Indeed, covered entities have overcome enormous budgetary and operational
challenges in the HIPAA implementation process. But the comments
above share an underlying fallacy: HIPAA is not done! HIPAA
is not an event or a target date, but rather, a process. The intent
of HIPAA was that its requirements and underlying principles become
an integral part of our healthcare culture - similar to other accepted
values (or buzzwords) such as: confidentiality, patient safety,
infection control, quality assurance, etc. There are at least two
aspects of this "HIPAA process" to consider:
First, HIPAA compliance itself will continue to require ongoing
implementation, updating, and monitoring. For example, HIPAA anticipated
expansion of its applicability, particularly in the area of transactions
and code sets (TCS), with the promise of a succession of new standards
to further simplify healthcare business processes. In addition,
as technology marches on, challenges related to information security
will be a critical topic, and remain under the radar of the Security
Rule. Further, we have yet to see the overall impact of privacy
violations and threats on consumers - but thousands of formal complaints
have been filed and there is no indication that
filings will decrease. Just as significant are a number of over-arching
factors: a political climate that is highly sensitive to security
issues, and compliance with accrediting bodies, such as the Joint
Commission on the Accreditation of Healthcare Organizations (JCAHO)

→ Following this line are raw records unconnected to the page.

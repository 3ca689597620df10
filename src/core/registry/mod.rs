// ─── Registry ───
// On-disk JSON index of installed artifacts. Every mutation is written
// through atomically before the call returns.

use std::collections::{BTreeMap, HashSet};
use std::fmt;
use std::hash::Hash;
use std::path::PathBuf;

use serde::de::DeserializeOwned;
use serde::Serialize;
use tracing::{debug, info, warn};

use crate::core::error::{LauncherError, LauncherResult};
use crate::core::storage::{fs, PathStore, StoragePath};

/// A record kept in a [`Registry`].
pub trait Record: Clone + Send + Sync {
    type Key: Clone + Ord + Hash + fmt::Display + fmt::Debug + Send + Sync;
    /// The serialized form of the whole index file.
    type Index: Serialize + DeserializeOwned + Default;

    fn key(&self) -> Self::Key;

    /// This record under another key, pointing at the paths that key owns.
    fn with_key(&self, key: &Self::Key) -> Self;

    /// The file or directory removed together with the record.
    fn root(&self) -> StoragePath;

    /// Paths that must exist for the record to be valid. They are moved
    /// pairwise when the record is renamed.
    fn files(&self) -> Vec<StoragePath> {
        vec![self.root()]
    }

    /// Fails when this record may not be renamed.
    fn ensure_renamable(&self) -> LauncherResult<()> {
        Ok(())
    }

    fn encode<'a>(records: impl Iterator<Item = &'a Self>) -> Self::Index
    where
        Self: 'a;

    fn decode(index: Self::Index) -> Vec<Self>;
}

pub struct Registry<R: Record> {
    store: PathStore,
    index_path: StoragePath,
    records: BTreeMap<R::Key, R>,
}

impl<R: Record> Registry<R> {
    /// Read the index at `index_path`; a missing file is an empty registry.
    pub async fn load(store: PathStore, index_path: StoragePath) -> LauncherResult<Self> {
        let absolute = store.absolute(&index_path);
        let index: R::Index = if absolute.exists() {
            fs::read_json(&absolute).await?
        } else {
            R::Index::default()
        };

        let records: BTreeMap<R::Key, R> = R::decode(index)
            .into_iter()
            .map(|record| (record.key(), record))
            .collect();
        debug!("Loaded {} records from {}", records.len(), index_path);

        Ok(Self {
            store,
            index_path,
            records,
        })
    }

    pub fn store(&self) -> &PathStore {
        &self.store
    }

    pub fn index_path(&self) -> &StoragePath {
        &self.index_path
    }

    pub fn get(&self, key: &R::Key) -> Option<&R> {
        self.records.get(key)
    }

    pub fn contains(&self, key: &R::Key) -> bool {
        self.records.contains_key(key)
    }

    pub fn find(&self, predicate: impl Fn(&R) -> bool) -> Option<&R> {
        self.records.values().find(|r| predicate(r))
    }

    pub fn iter(&self) -> impl Iterator<Item = &R> {
        self.records.values()
    }

    pub fn keys(&self) -> impl Iterator<Item = &R::Key> {
        self.records.keys()
    }

    pub fn len(&self) -> usize {
        self.records.len()
    }

    pub fn is_empty(&self) -> bool {
        self.records.is_empty()
    }

    /// Register a new record.
    pub async fn add(&mut self, record: R) -> LauncherResult<()> {
        let key = record.key();
        if self.records.contains_key(&key) {
            return Err(LauncherError::AlreadyExists(key.to_string()));
        }
        self.records.insert(key.clone(), record);
        info!("Registered {}", key);
        self.flush().await
    }

    /// Insert or replace several records with a single write.
    pub async fn upsert_all(&mut self, records: Vec<R>) -> LauncherResult<()> {
        for record in records {
            self.records.insert(record.key(), record);
        }
        self.flush().await
    }

    /// Edit a record in place.
    pub async fn update(&mut self, key: &R::Key, edit: impl FnOnce(&mut R)) -> LauncherResult<()> {
        let record = self
            .records
            .get_mut(key)
            .ok_or_else(|| LauncherError::NotFound(key.to_string()))?;
        edit(record);
        self.flush().await
    }

    /// Drop a record, then delete its files and any parent directories left
    /// empty.
    pub async fn remove(&mut self, key: &R::Key) -> LauncherResult<R> {
        let record = self
            .records
            .remove(key)
            .ok_or_else(|| LauncherError::NotFound(key.to_string()))?;
        self.flush().await?;

        fs::delete_and_clean(self.store.root(), &self.store.absolute(&record.root())).await?;
        info!("Removed {}", key);
        Ok(record)
    }

    /// Move a record's files to the locations owned by `new_key`, then
    /// update the index. The index is written only after every file has
    /// moved, so it never names a path that does not exist. A failed move
    /// puts the files already moved back where they were.
    pub async fn rename(&mut self, old_key: &R::Key, new_key: &R::Key) -> LauncherResult<()> {
        let current = self
            .records
            .get(old_key)
            .ok_or_else(|| LauncherError::NotFound(old_key.to_string()))?
            .clone();
        current.ensure_renamable()?;
        if self.records.contains_key(new_key) {
            return Err(LauncherError::AlreadyExists(new_key.to_string()));
        }

        let renamed = current.with_key(new_key);
        let moves: Vec<(PathBuf, PathBuf)> = current
            .files()
            .iter()
            .zip(renamed.files().iter())
            .map(|(from, to)| (self.store.absolute(from), self.store.absolute(to)))
            .collect();
        let new_root = self.store.absolute(&renamed.root());
        let separate_root = current.root() != renamed.root();
        if (separate_root && new_root.exists()) || moves.iter().any(|(_, to)| to.exists()) {
            return Err(LauncherError::AlreadyExists(format!(
                "{} (unregistered files at {:?})",
                new_key, new_root
            )));
        }

        for (moved, (from, to)) in moves.iter().enumerate() {
            if let Err(e) = fs::move_file(from, to).await {
                warn!("Renaming {} -> {} failed, restoring files: {}", old_key, new_key, e);
                for (from, to) in moves[..moved].iter().rev() {
                    if let Err(restore) = fs::move_file(to, from).await {
                        warn!("Could not restore {:?}: {}", from, restore);
                    }
                }
                if separate_root {
                    fs::delete_and_clean(self.store.root(), &new_root).await?;
                }
                return Err(e);
            }
        }
        if separate_root {
            fs::delete_and_clean(self.store.root(), &self.store.absolute(&current.root())).await?;
        }

        self.records.remove(old_key);
        self.records.insert(new_key.clone(), renamed);
        info!("Renamed {} -> {}", old_key, new_key);
        self.flush().await
    }

    /// Keys absent from `in_use`.
    pub fn unused(&self, in_use: &HashSet<R::Key>) -> Vec<R::Key> {
        self.records
            .keys()
            .filter(|k| !in_use.contains(*k))
            .cloned()
            .collect()
    }

    /// Keys of records whose files are missing on disk.
    pub fn check_integrity(&self) -> Vec<R::Key> {
        self.records
            .values()
            .filter(|record| {
                let missing = record.files().iter().find(|p| !self.store.exists(p)).cloned();
                if let Some(path) = &missing {
                    warn!("{} references missing path {}", record.key(), path);
                }
                missing.is_some()
            })
            .map(R::key)
            .collect()
    }

    /// Write the whole index atomically.
    pub async fn flush(&self) -> LauncherResult<()> {
        let index = R::encode(self.records.values());
        fs::write_json_atomic(&self.store.absolute(&self.index_path), &index).await
    }
}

and the National Committee for Quality Assurance (NCQA), that have
begun to focus on HIPAA. All of these factors signify that healthcare
organizations must continually reevaluate and refine their HIPAA
practices.
Second, a variety of significant healthcare industry initiatives
that are currently underway will require integration of HIPAA precepts
in order to succeed. There may have been "final rules"

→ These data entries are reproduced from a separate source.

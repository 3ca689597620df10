mod artifact;

pub use artifact::MavenArtifact;
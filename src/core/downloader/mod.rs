mod client;
mod natives;

pub use client::{sha1_hex, DownloadEntry, Downloader, ExpectedHash, Progress, MAX_ATTEMPTS};
pub use natives::extract_natives;

#[cfg(test)]
pub(crate) use natives::testing::jar_with;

established for HIPAA, but the delivery and business of healthcare
is ever changing. How will current innovative movements function
within our existing "HIPAAtized" healthcare environment?
How will the current HIPAA culture be changed?
Electronic Medical Record
In June of 2004, the President's Information Technology Advisory
Committee issued its report, "Revolutionizing Health Care through
Technology" (http://www.itrd.gov/pitac/reports/20040721_hit_report.pdf),
providing recommendations for creating an information infrastructure
that it claims will revolutionize medical records systems. The report
cites the Department of Health and Human Services (HHS) Secretary
Tommy Thompson's remark that "...the most remarkable feature
of this twenty-first century health system is that we hold it together
with nineteenth-century paperwork." The advisory committee's
core recommendations included a universal electronic health record
for all Americans with standardized data, computer-assisted clinical
decision support, and computerized provider order entry (CPOE).
The report clearly acknowledged HIPAA and specified its importance
within the overall process of actually achieving the recommended
objectives. The journey to realization of a true electronic medical
record must navigate the entire set of HIPAA regulations.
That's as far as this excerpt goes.